[[ Listed entries open ]]

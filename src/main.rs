//! # Tide Engine Command Line
//!
//! Thin front end over [`tide_engine::TideEngine`] for inspecting stations and
//! predictions without the serving layer.
//!
//! ```text
//! tide-engine [--config PATH] stations
//! tide-engine [--config PATH] series <id> <start> <end> <step-minutes>
//! tide-engine [--config PATH] events <id> <start> <end> [--brute-force]
//! ```
//!
//! Instants are RFC 3339 (`2024-03-15T00:00:00Z`). Logging goes to stderr and is
//! controlled by `RUST_LOG` (default `info`).

use anyhow::{bail, Context};
use chrono::{DateTime, Duration, Utc};
use std::env;
use tide_engine::config::{EngineConfig, CONFIG_FILE};
use tide_engine::TideEngine;
use tracing_subscriber::EnvFilter;

const USAGE: &str = "usage: tide-engine [--config PATH] <stations | series ID START END STEP_MINUTES | events ID START END [--brute-force]>";

fn parse_instant(raw: &str) -> anyhow::Result<DateTime<Utc>> {
    let parsed = DateTime::parse_from_rfc3339(raw).with_context(|| format!("invalid instant {raw:?}"))?;
    Ok(parsed.with_timezone(&Utc))
}

fn main() -> anyhow::Result<()> {
    tracing_subscriber::fmt()
        .with_env_filter(EnvFilter::try_from_default_env().unwrap_or_else(|_| EnvFilter::new("info")))
        .with_writer(std::io::stderr)
        .init();

    let mut args: Vec<String> = env::args().skip(1).collect();

    // Optional --config PATH anywhere on the line
    let config_path = match args.iter().position(|arg| arg == "--config") {
        Some(i) => {
            if i + 1 >= args.len() {
                bail!("--config needs a path\n{USAGE}");
            }
            let path = args.remove(i + 1);
            args.remove(i);
            path
        }
        None => CONFIG_FILE.to_string(),
    };
    let brute_force = match args.iter().position(|arg| arg == "--brute-force") {
        Some(i) => {
            args.remove(i);
            true
        }
        None => false,
    };

    let config = EngineConfig::load_from_path(&config_path);
    let engine = TideEngine::new(config).context("cannot start prediction engine")?;

    match args.iter().map(String::as_str).collect::<Vec<_>>().as_slice() {
        ["stations"] => {
            for station in engine.stations()? {
                let units = engine
                    .station(&station.id)?
                    .map(|s| s.harmonics.units.as_str())
                    .unwrap_or("?");
                println!(
                    "{}  {}  ({:.4}, {:.4})  {}",
                    station.bin_id.as_deref().unwrap_or(&station.id),
                    station.name,
                    station.latitude,
                    station.longitude,
                    units
                );
            }
        }
        ["series", id, start, end, step] => {
            let step: i64 = step.parse().with_context(|| format!("invalid step {step:?}"))?;
            let points = engine
                .predict_series(id, parse_instant(start)?, parse_instant(end)?, Duration::minutes(step))
                .with_context(|| format!("series for {id}"))?;
            for point in points {
                println!("{}  {:.3}  {}", point.time.to_rfc3339(), point.value, point.units.as_str());
            }
        }
        ["events", id, start, end] => {
            let optimized = !brute_force && engine.config().prediction.use_optimizer;
            let events = engine
                .predict_events(id, parse_instant(start)?, parse_instant(end)?, optimized)
                .with_context(|| format!("events for {id}"))?;
            for event in events {
                println!(
                    "{}  {:<5}  {:.3}  {}",
                    event.time.to_rfc3339(),
                    event.kind.as_str(),
                    event.value,
                    event.units.as_str()
                );
            }
        }
        _ => bail!("{USAGE}"),
    }

    Ok(())
}
//! Derived columns and grouped aggregates over trial tables.
//!
//! Column conventions follow the runner output: `N` (group size), `n1`
//! (informed count), `angle1_deg` (preferred direction), `dirX`/`dirY`
//! (realized group direction), `bbox_X`/`bbox_Y` (bounding-box extents),
//! and `p` (nominal informed fraction, `a_vs_p` files only).

use cm_core::{CmError, Vec2};
use cm_table::{Table, group_by};

use crate::accuracy::couzin_accuracy_rescaled;
use crate::{StatsError, StatsResult};

// ── Aggregate records ─────────────────────────────────────────────────────────

/// Mean resultant length per (N, actual_p) configuration.
#[derive(Debug, Clone, Copy, PartialEq)]
pub struct AccuracyPoint {
    pub group_size:        f64,
    pub informed_fraction: f64,
    pub accuracy:          f64,
}

/// Mean bounding-box aspect ratio per (N, actual_p) configuration.
#[derive(Debug, Clone, Copy, PartialEq)]
pub struct ElongationPoint {
    pub group_size:        f64,
    pub informed_fraction: f64,
    /// `NaN` when the group's mean bounding-box height is exactly zero.
    pub elongation:        f64,
}

/// Per-(N, p) summary of the rescaled per-trial accuracy.
#[derive(Debug, Clone, Copy, PartialEq)]
pub struct AccuracySummary {
    pub group_size:        f64,
    pub informed_fraction: f64,
    pub mean:              f64,
    /// Sample standard deviation (n − 1 denominator); `NaN` for singletons.
    pub std:               f64,
    pub count:             usize,
}

/// Extremes of the per-trial angular deviation across a whole table.
#[derive(Debug, Clone, Copy, PartialEq)]
pub struct DeviationExtremes {
    pub min_rad:  f64,
    pub max_rad:  f64,
    /// Nominal informed fraction of the worst trial.
    pub p_at_max: f64,
}

// ── Derived columns ───────────────────────────────────────────────────────────

/// Append the direction-analysis columns in place:
/// `g_x`, `g_y` (unit preferred direction), `h_x`, `h_y` (unit group
/// direction), `cos_theta`, `sin_theta` (projections onto the preference),
/// and `actual_p = n1 / N`.
///
/// Idempotent — re-running overwrites the derived columns.
pub fn append_direction_columns(table: &mut Table) -> StatsResult<()> {
    let angle = table.numeric("angle1_deg")?.to_vec();
    let dir_x = table.numeric("dirX")?.to_vec();
    let dir_y = table.numeric("dirY")?.to_vec();
    let n = table.numeric("N")?.to_vec();
    let n1 = table.numeric("n1")?.to_vec();

    let rows = angle.len();
    let mut g_x = Vec::with_capacity(rows);
    let mut g_y = Vec::with_capacity(rows);
    let mut h_x = Vec::with_capacity(rows);
    let mut h_y = Vec::with_capacity(rows);
    let mut cos_theta = Vec::with_capacity(rows);
    let mut sin_theta = Vec::with_capacity(rows);

    for i in 0..rows {
        let g = Vec2::unit_from_deg(angle[i]);
        let h = Vec2::new(dir_x[i], dir_y[i])
            .normalized()
            .ok_or(CmError::ZeroLengthDirection)?;
        g_x.push(g.x);
        g_y.push(g.y);
        h_x.push(h.x);
        h_y.push(h.y);
        cos_theta.push(h.dot(g));
        sin_theta.push(h.cross(g));
    }

    let actual_p: Vec<f64> = n1.iter().zip(&n).map(|(a, b)| a / b).collect();

    table.push_numeric("g_x", g_x)?;
    table.push_numeric("g_y", g_y)?;
    table.push_numeric("h_x", h_x)?;
    table.push_numeric("h_y", h_y)?;
    table.push_numeric("cos_theta", cos_theta)?;
    table.push_numeric("sin_theta", sin_theta)?;
    table.push_numeric("actual_p", actual_p)?;
    Ok(())
}

// ── Grouped aggregates ────────────────────────────────────────────────────────

/// Group accuracy `R` per (N, actual_p): magnitude of the mean
/// (cos θ, sin θ) vector over the group's trials.
///
/// Requires [`append_direction_columns`] to have run.
pub fn accuracy_by_group(table: &Table) -> StatsResult<Vec<AccuracyPoint>> {
    let cos_theta = table.numeric("cos_theta")?;
    let sin_theta = table.numeric("sin_theta")?;

    group_by(table, &["N", "actual_p"])?
        .into_iter()
        .map(|g| {
            let c_bar = mean(&g.rows, cos_theta)?;
            let s_bar = mean(&g.rows, sin_theta)?;
            Ok(AccuracyPoint {
                group_size:        g.key[0],
                informed_fraction: g.key[1],
                accuracy:          c_bar.hypot(s_bar),
            })
        })
        .collect()
}

/// Elongation per (N, actual_p): mean `bbox_X` over mean `bbox_Y`,
/// `NaN` (not an error) when the mean height is exactly zero.
pub fn elongation_by_group(table: &Table) -> StatsResult<Vec<ElongationPoint>> {
    let bbox_x = table.numeric("bbox_X")?;
    let bbox_y = table.numeric("bbox_Y")?;

    group_by(table, &["N", "actual_p"])?
        .into_iter()
        .map(|g| {
            let mean_x = mean(&g.rows, bbox_x)?;
            let mean_y = mean(&g.rows, bbox_y)?;
            let elongation = if mean_y == 0.0 { f64::NAN } else { mean_x / mean_y };
            Ok(ElongationPoint {
                group_size:        g.key[0],
                informed_fraction: g.key[1],
                elongation,
            })
        })
        .collect()
}

/// Per-trial **rescaled** accuracy summarized per (N, p): mean, sample
/// standard deviation, and trial count.
///
/// The preferred direction is the first row's `angle1_deg`, applied to every
/// trial in the file — `a_vs_p` sweeps hold the target fixed per file.
/// Appends the per-trial values as an `accuracy` column.
pub fn rescaled_accuracy_summary(table: &mut Table) -> StatsResult<Vec<AccuracySummary>> {
    let target_deg = table.numeric_first("angle1_deg")?;
    let dir_x = table.numeric("dirX")?.to_vec();
    let dir_y = table.numeric("dirY")?.to_vec();

    let accuracy: Vec<f64> = dir_x
        .iter()
        .zip(&dir_y)
        .map(|(&x, &y)| couzin_accuracy_rescaled(target_deg, Vec2::new(x, y)))
        .collect::<StatsResult<_>>()?;
    table.push_numeric("accuracy", accuracy)?;

    let values = table.numeric("accuracy")?;
    group_by(table, &["N", "p"])?
        .into_iter()
        .map(|g| {
            let m = mean(&g.rows, values)?;
            Ok(AccuracySummary {
                group_size:        g.key[0],
                informed_fraction: g.key[1],
                mean:              m,
                std:               sample_std(&g.rows, values, m),
                count:             g.rows.len(),
            })
        })
        .collect()
}

/// Min/max per-trial angular deviation across the whole table, plus the
/// nominal `p` of the worst trial.
pub fn deviation_extremes(table: &Table) -> StatsResult<DeviationExtremes> {
    let target_deg = table.numeric_first("angle1_deg")?;
    let dir_x = table.numeric("dirX")?;
    let dir_y = table.numeric("dirY")?;
    let p = table.numeric("p")?;

    let mut min_rad = f64::INFINITY;
    let mut max_rad = f64::NEG_INFINITY;
    let mut p_at_max = f64::NAN;
    for i in 0..dir_x.len() {
        let dev =
            crate::angular_deviation_rad(target_deg, Vec2::new(dir_x[i], dir_y[i]))?;
        min_rad = min_rad.min(dev);
        if dev > max_rad {
            max_rad = dev;
            p_at_max = p[i];
        }
    }

    if !max_rad.is_finite() {
        return Err(StatsError::EmptyGroup);
    }
    Ok(DeviationExtremes { min_rad, max_rad, p_at_max })
}

// ── Helpers ───────────────────────────────────────────────────────────────────

fn mean(rows: &[usize], values: &[f64]) -> StatsResult<f64> {
    if rows.is_empty() {
        return Err(StatsError::EmptyGroup);
    }
    Ok(rows.iter().map(|&i| values[i]).sum::<f64>() / rows.len() as f64)
}

fn sample_std(rows: &[usize], values: &[f64], mean: f64) -> f64 {
    if rows.len() < 2 {
        return f64::NAN;
    }
    let ss: f64 = rows.iter().map(|&i| (values[i] - mean).powi(2)).sum();
    (ss / (rows.len() - 1) as f64).sqrt()
}
//! Planar direction vectors.
//!
//! `Vec2` uses `f64` throughout: trial counts are small (thousands of rows)
//! and the circular statistics downstream are sensitive to rounding near the
//! ±1 cosine boundary, so there is no reason to trade precision for memory.

/// A 2D vector, typically a (possibly unnormalized) group direction.
#[derive(Copy, Clone, Debug, PartialEq)]
pub struct Vec2 {
    pub x: f64,
    pub y: f64,
}

impl Vec2 {
    #[inline]
    pub fn new(x: f64, y: f64) -> Self {
        Self { x, y }
    }

    /// Unit vector pointing at `deg` degrees (counter-clockwise from +x).
    #[inline]
    pub fn unit_from_deg(deg: f64) -> Self {
        let rad = deg.to_radians();
        Self { x: rad.cos(), y: rad.sin() }
    }

    #[inline]
    pub fn dot(self, other: Vec2) -> f64 {
        self.x * other.x + self.y * other.y
    }

    /// 2D cross product (perp-dot).  Positive when `other` lies
    /// counter-clockwise of `self`; carries the sign of the angular
    /// deviation between two directions.
    #[inline]
    pub fn cross(self, other: Vec2) -> f64 {
        self.x * other.y - self.y * other.x
    }

    #[inline]
    pub fn norm(self) -> f64 {
        self.x.hypot(self.y)
    }

    /// Unit-length copy, or `None` for the zero vector (and anything whose
    /// norm is not a positive finite number).
    pub fn normalized(self) -> Option<Vec2> {
        let n = self.norm();
        if n > 0.0 && n.is_finite() {
            Some(Vec2 { x: self.x / n, y: self.y / n })
        } else {
            None
        }
    }

    /// Heading angle in degrees via `atan2`, in (−180, 180].
    #[inline]
    pub fn heading_deg(self) -> f64 {
        self.y.atan2(self.x).to_degrees()
    }

    #[inline]
    pub fn scaled(self, s: f64) -> Vec2 {
        Vec2 { x: self.x * s, y: self.y * s }
    }

    /// Copy rotated counter-clockwise by `rad` radians.
    #[inline]
    pub fn rotated(self, rad: f64) -> Vec2 {
        let (s, c) = rad.sin_cos();
        Vec2 {
            x: c * self.x - s * self.y,
            y: s * self.x + c * self.y,
        }
    }
}

impl std::ops::Add for Vec2 {
    type Output = Vec2;

    #[inline]
    fn add(self, rhs: Vec2) -> Vec2 {
        Vec2 { x: self.x + rhs.x, y: self.y + rhs.y }
    }
}

impl std::ops::Sub for Vec2 {
    type Output = Vec2;

    #[inline]
    fn sub(self, rhs: Vec2) -> Vec2 {
        Vec2 { x: self.x - rhs.x, y: self.y - rhs.y }
    }
}

impl std::fmt::Display for Vec2 {
    fn fmt(&self, f: &mut std::fmt::Formatter<'_>) -> std::fmt::Result {
        write!(f, "({:.6}, {:.6})", self.x, self.y)
    }
}
//! Base error type.
//!
//! Sub-crates define their own error enums and either convert into `CmError`
//! via `From` impls or wrap it as one variant.  Both patterns are acceptable;
//! prefer whichever keeps error sites clean.

use thiserror::Error;

/// The top-level error type for `cm-core` and a common base for sub-crates.
#[derive(Debug, Error)]
pub enum CmError {
    #[error("zero-length direction vector")]
    ZeroLengthDirection,
}

/// Shorthand result type for all `cm-*` crates.
pub type CmResult<T> = Result<T, CmError>;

[[ Listed entries closed ]]

● **Task brief**: From the line holding "patterns are acceptable;" to the last line of the data above, copy every line exactly and include nothing more.

● **Expected output**:
//! via `From` impls or wrap it as one variant.  Both patterns are acceptable;
//! prefer whichever keeps error sites clean.

use thiserror::Error;

/// The top-level error type for `cm-core` and a common base for sub-crates.
#[derive(Debug, Error)]
pub enum CmError {
    #[error("zero-length direction vector")]
    ZeroLengthDirection,
}

/// Shorthand result type for all `cm-*` crates.
pub type CmResult<T> = Result<T, CmError>;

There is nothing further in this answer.